Milli Edebiyatımızın kurucularından yazar, şair ve sosyologumuz Ziya Gökalp bir makalesinde hastalara ilaç yerine umut vermeyi tavsiye ediyor. Ziya Gökalp’e göre en etkili ilaç umuttur. Umut, hayata lezzet katan çok önemli bir unsurdur. Hayatın tuzu biberidir adeta. Umutsuz yaşanmaz. Nasıl ki bir araç yakıtsız yürüyemezse insan da umutsuz yaşayamaz.
          Uğurladığımız 2019’un ardından 2020 yılına umutlarla girdik. Yaşamakta olduğumuz sıkıntıların artarak devam etmesi umutlarımızın giderek şişirilmiş balon gibi sönmeye başladığı gerçeğini ortaya çıkarıyor. 2020’nin ikinci ayında yine bin bir dertle karşı karşıyayız. 5 milyona yaklaşan Suriyeli mülteciler, yaşanmakta olan ekonomik kriz, deprem, çiğ felaketleri, İdlib’teki savaş durumu, yoksulluk, işsizlik ve çaresizliğin kahredici kıskacında kıvranıp duruyoruz. Bu sıkıntılara seçimlerden önce sözü verilen 3600 ek gösterge, EYT’lilerin durumu, devam eden kadın cinayetleri, ekonomik nedenlere dayalı intihar vakaları, Libya’dan gelmeye başlayan şehit haberleri, Kudüs sorunu, ABD, AB ve Rusya ile yaşanmakta olan ikilem, adalet alanında yaşadığımız çelişkili kararları da ilave edebiliriz.

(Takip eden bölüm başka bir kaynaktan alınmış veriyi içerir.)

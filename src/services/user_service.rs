// src/services/user_service.rs

use std::collections::HashSet;

use serde::de::IgnoredAny;

use crate::{
    common::{
        cnpj::{only_digits, CNPJ_DIGITS},
        error::AppError,
    },
    models::{
        auth::{Role, Session},
        users::{UserForm, UserRecord, ADMIN_CODES, ADMIN_DOMAINS},
    },
    services::{cnpj_service::CnpjService, gateway::ApiClient},
};

#[derive(Clone)]
pub struct UserService {
    api: ApiClient,
    cnpj_service: CnpjService,
}

impl UserService {
    pub fn new(api: ApiClient, cnpj_service: CnpjService) -> Self {
        Self { api, cnpj_service }
    }

    pub async fn list(&self, session: &Session, term: Option<&str>) -> Result<Vec<UserRecord>, AppError> {
        let query: Vec<(&str, String)> = term.map(|q| ("q", q.to_string())).into_iter().collect();
        self.api
            .get_json(session, "/users", &query)
            .await
            .map_err(|e| e.or_message("Falha ao carregar usuários."))
    }

    /// Cria (`id = None`) ou edita um usuário e devolve a lista atualizada.
    pub async fn save(&self, session: &Session, id: Option<i64>, form: UserForm) -> Result<Vec<UserRecord>, AppError> {
        // a whitelist só importa para clientes
        let approved = match form.role {
            Role::Cliente => self.cnpj_service.approved_set(session).await?,
            Role::Admin => HashSet::new(),
        };
        let form = validate_user_form(form, id.is_none(), &approved)?;

        let result: Result<IgnoredAny, AppError> = match id {
            Some(id) => self.api.put_json(session, &format!("/users/{}", id), &form).await,
            None => self.api.post_json(session, "/users", &form).await,
        };
        result.map_err(|e| e.or_message("Erro ao salvar."))?;

        tracing::info!("Usuário {} salvo ({})", form.email, form.role.as_str());
        self.list(session, None).await
    }

    pub async fn delete(&self, session: &Session, id: i64) -> Result<Vec<UserRecord>, AppError> {
        self.api
            .delete(session, &format!("/users/{}", id))
            .await
            .map_err(|e| e.or_message("Erro ao excluir."))?;
        tracing::info!("Usuário #{} excluído", id);
        self.list(session, None).await
    }
}

fn trimmed(value: Option<String>) -> Option<String> {
    value.map(|v| v.trim().to_string()).filter(|v| !v.is_empty())
}

/// Normaliza o formulário e aplica as regras de perfil antes de salvar.
pub fn validate_user_form(form: UserForm, is_new: bool, approved: &HashSet<String>) -> Result<UserForm, AppError> {
    let form = UserForm {
        nome: form.nome.trim().to_string(),
        email: form.email.trim().to_lowercase(),
        cnpj: match form.role {
            Role::Cliente => form.cnpj.map(|c| only_digits(&c)).filter(|c| !c.is_empty()),
            Role::Admin => None,
        },
        codigo_cannoli: match form.role {
            Role::Admin => trimmed(form.codigo_cannoli),
            Role::Cliente => None,
        },
        senha: form.senha.filter(|s| !s.is_empty()),
        role: form.role,
    };

    if form.nome.is_empty() || form.email.is_empty() {
        return Err(AppError::invalid("Preencha nome e e-mail."));
    }
    if is_new && form.senha.is_none() {
        return Err(AppError::invalid("Defina uma senha para novo usuário."));
    }

    match form.role {
        Role::Cliente => {
            let cnpj = form.cnpj.as_deref().unwrap_or_default();
            if cnpj.len() != CNPJ_DIGITS {
                return Err(AppError::invalid("CNPJ é obrigatório (14 dígitos)."));
            }
            if !approved.contains(cnpj) {
                return Err(AppError::invalid("Este CNPJ ainda não está aprovado na whitelist."));
            }
        }
        Role::Admin => {
            let domain = form.email.rsplit_once('@').map(|(_, d)| d).unwrap_or_default();
            if !ADMIN_DOMAINS.contains(&domain) {
                return Err(AppError::invalid(
                    "Admins só podem usar e-mails @cannoli.com.br ou @inovatech.com.br.",
                ));
            }
            let code = form.codigo_cannoli.as_deref().unwrap_or_default().to_uppercase();
            if !ADMIN_CODES.contains(&code.as_str()) {
                return Err(AppError::invalid("Código do administrador inválido. Use CANNOLI ou INOVATECH."));
            }
        }
    }

    Ok(form)
}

          Bu sorunları milli bir dış politikayla, adaleti egemen kılmakla, eğitime gerekli önemi vermekle aşmaya başlangıç yapabiliriz. Dış politikada barışçı bir yol izlemek, hukuku kendine uydurmak yerine hukuka uymak da yaşamakta olduğumuz problemlere çözüm olacaktır. Muhalefette iken verilen sözlerin iktidara gelince unutulmaması da direncimizi ve özgüvenimizi artıracak önemli bir gerçektir.
          Bizim için bir insanımızın hayatı her şeyden önemlidir. Şehitlerimiz için “birkaç tane şehidimiz var” cümlesi yürek yaralayıcı, ruha ızdırap verici bir durumdur. İnsanı yaşatmak, kutsal bir gayedir. Servet-i Fünun Edebiyatımızın ünlü şairi bir şiirinde “ Vatan için ölmek de var/ Fakat borcun yaşamaktır.” der. Amaç yaşatmaktır. Bunu da doğru ve barışçıl politikalarla sağlayabiliriz. Bu konuda Şeyh Edebali’nin  “ İnsanı yaşat ki devlet yaşasın.” sözü ne kadar değerli bir sözdür.
        Sahada yaşamakta olduğumuz ikili oyunlara dikkat etmeliyiz. ABD, Rusya ile aramızı bozmak için sırtımızı sıvazlıyor. Rusya, Suriye’de rejim güçlerine destek vererek bizimle savaş pozisyonu alıyor. Bizim için en doğrusu Suriye’nin toprak bütünlüğünün sağlanması için gerekli politikaları ortaya koymak ve savunmaktır. Suriye’deki rejimin değişmesi bizim meselemiz değil Suriye’nin iç sorunudur. Buna kararı Suriye halkı vermelidir. Biz sınırlarımızın ve ülkemizin güvenliği için gerekli politikaları ve doğru stratejileri ortaya koymakla mükellefiz. Gündelik siyasetimizi, bizi sıkıntıya sürükleyen hatalardan arındırmalıyız. Daima doğruya odaklanıp sadece ve sadece ülkemizin çıkarları için doğruları yapmalıyız. İki yanlış bir doğru yapmaz.